__TRY IT__.
Return, from the lines below, each one that includes the word "repository".

[Records from a dataset]
--*--
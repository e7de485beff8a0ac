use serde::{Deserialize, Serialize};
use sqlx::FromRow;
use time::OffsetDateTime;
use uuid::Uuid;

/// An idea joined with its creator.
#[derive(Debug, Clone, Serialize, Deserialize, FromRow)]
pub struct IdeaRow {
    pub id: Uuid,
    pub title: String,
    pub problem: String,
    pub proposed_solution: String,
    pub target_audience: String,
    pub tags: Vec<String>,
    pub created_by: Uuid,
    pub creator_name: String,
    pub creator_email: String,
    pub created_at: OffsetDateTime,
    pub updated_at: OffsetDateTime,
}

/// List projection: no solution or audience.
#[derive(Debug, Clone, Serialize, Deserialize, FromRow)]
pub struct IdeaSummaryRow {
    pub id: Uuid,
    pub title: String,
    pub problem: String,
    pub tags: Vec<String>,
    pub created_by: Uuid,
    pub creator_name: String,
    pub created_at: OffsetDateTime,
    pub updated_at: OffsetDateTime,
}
--*--
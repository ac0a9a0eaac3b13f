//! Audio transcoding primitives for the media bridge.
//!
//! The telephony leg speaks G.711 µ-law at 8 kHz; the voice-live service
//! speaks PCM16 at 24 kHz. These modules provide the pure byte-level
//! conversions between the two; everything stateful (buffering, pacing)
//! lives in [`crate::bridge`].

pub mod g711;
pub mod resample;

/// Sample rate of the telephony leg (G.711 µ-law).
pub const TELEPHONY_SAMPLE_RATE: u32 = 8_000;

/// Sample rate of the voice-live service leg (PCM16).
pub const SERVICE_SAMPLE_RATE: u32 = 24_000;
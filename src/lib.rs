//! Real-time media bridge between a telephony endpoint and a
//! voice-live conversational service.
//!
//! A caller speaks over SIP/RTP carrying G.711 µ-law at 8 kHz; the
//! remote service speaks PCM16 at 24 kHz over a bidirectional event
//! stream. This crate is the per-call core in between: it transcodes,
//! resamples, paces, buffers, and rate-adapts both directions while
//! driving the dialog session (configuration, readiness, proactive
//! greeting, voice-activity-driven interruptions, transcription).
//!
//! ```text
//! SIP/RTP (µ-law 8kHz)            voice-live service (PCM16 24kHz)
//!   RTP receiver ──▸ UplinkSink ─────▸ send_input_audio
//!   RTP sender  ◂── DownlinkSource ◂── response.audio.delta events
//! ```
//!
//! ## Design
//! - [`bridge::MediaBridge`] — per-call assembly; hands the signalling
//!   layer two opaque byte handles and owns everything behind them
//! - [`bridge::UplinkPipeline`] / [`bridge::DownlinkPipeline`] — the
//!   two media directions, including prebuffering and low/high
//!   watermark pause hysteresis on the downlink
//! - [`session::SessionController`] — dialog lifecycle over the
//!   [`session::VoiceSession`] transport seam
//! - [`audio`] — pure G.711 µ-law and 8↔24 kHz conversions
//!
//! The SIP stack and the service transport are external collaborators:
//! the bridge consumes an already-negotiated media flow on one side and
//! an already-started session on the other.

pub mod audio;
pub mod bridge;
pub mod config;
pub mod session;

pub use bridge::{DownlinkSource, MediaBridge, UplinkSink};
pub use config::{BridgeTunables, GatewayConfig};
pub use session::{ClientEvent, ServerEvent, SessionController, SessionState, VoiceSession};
--*--
__RESULT OF THIS TASK__.
repository e7de485beff8a0ac
repository ac0a9a0eaac3b13f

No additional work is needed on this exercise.